## THE TASK
Your response must be made up of each line in the data below that contains the string "recurrence".

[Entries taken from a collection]
//! Invariant checkers for generated codes.

use checkdigit_core::{Algorithm, CheckDigit};

use crate::generator::Sample;

/// Verifies that a generated sample validates and that recalculating its
/// check characters reproduces them.
pub fn check_round_trip(algorithm: Algorithm, sample: &Sample) -> Result<(), String> {
    let routine = algorithm.routine();
    if !routine.is_valid(&sample.code) {
        return Err(format!("{algorithm}: {} does not validate", sample.code));
    }
    if sample.check.is_empty() {
        return Ok(());
    }
    match routine.calculate(&sample.input) {
        Ok(check) if check == sample.check => Ok(()),
        Ok(check) => Err(format!(
            "{algorithm}: {} recalculated as {check}, expected {}",
            sample.input, sample.check
        )),
        Err(error) => Err(format!("{algorithm}: {} failed: {error}", sample.input)),
    }
}

/// Verifies that the recurrence and weighted-sum forms of a pure system give
/// the same check characters for `payload`.
pub fn check_forms_agree(
    recursive: &dyn CheckDigit,
    polynomial: &dyn CheckDigit,
    payload: &str,
) -> Result<(), String> {
    let left = recursive.calculate(payload);
    let right = polynomial.calculate(payload);
    if left == right {
        Ok(())
    } else {
        Err(format!("{payload}: recurrence {left:?}, polynomial {right:?}"))
    }
}

/// Verifies that a corrupted code is rejected.
///
/// Only meaningful for schemes that detect every single substitution: the
/// ISO/IEC 7064 pure and hybrid systems and the prime-modulus national
/// schemes.
pub fn check_substitution_detected(algorithm: Algorithm, corrupted: &str) -> Result<(), String> {
    if algorithm.routine().is_valid(corrupted) {
        Err(format!("{algorithm}: corrupted code {corrupted} still validates"))
    } else {
        Ok(())
    }
}

/// Algorithms guaranteed to detect any single-character substitution within
/// their payload charset.
pub fn detects_all_substitutions(algorithm: Algorithm) -> bool {
    match algorithm {
        Algorithm::Pure11_2
        | Algorithm::Pure37_2
        | Algorithm::Pure97_10
        | Algorithm::Pure661_26
        | Algorithm::Pure1271_36
        | Algorithm::Polynomial11_2
        | Algorithm::Polynomial37_2
        | Algorithm::Polynomial97_10
        | Algorithm::Polynomial661_26
        | Algorithm::Polynomial1271_36
        | Algorithm::Hybrid11_10
        | Algorithm::Hybrid27_26
        | Algorithm::Hybrid37_36
        | Algorithm::Luhn
        | Algorithm::Gs1
        | Algorithm::TidDk
        | Algorithm::VatBe
        | Algorithm::VatFi
        | Algorithm::VatLu => true,
        Algorithm::Modulus97
        | Algorithm::Iban
        | Algorithm::RfCreditorReference
        | Algorithm::Mrtd
        | Algorithm::VesselImo
        | Algorithm::VehicleFin
        | Algorithm::TidRo
        | Algorithm::VatGb => false,
    }
}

## WRITTEN ANSWER
/// Verifies that the recurrence and weighted-sum forms of a pure system give
        Err(format!("{payload}: recurrence {left:?}, polynomial {right:?}"))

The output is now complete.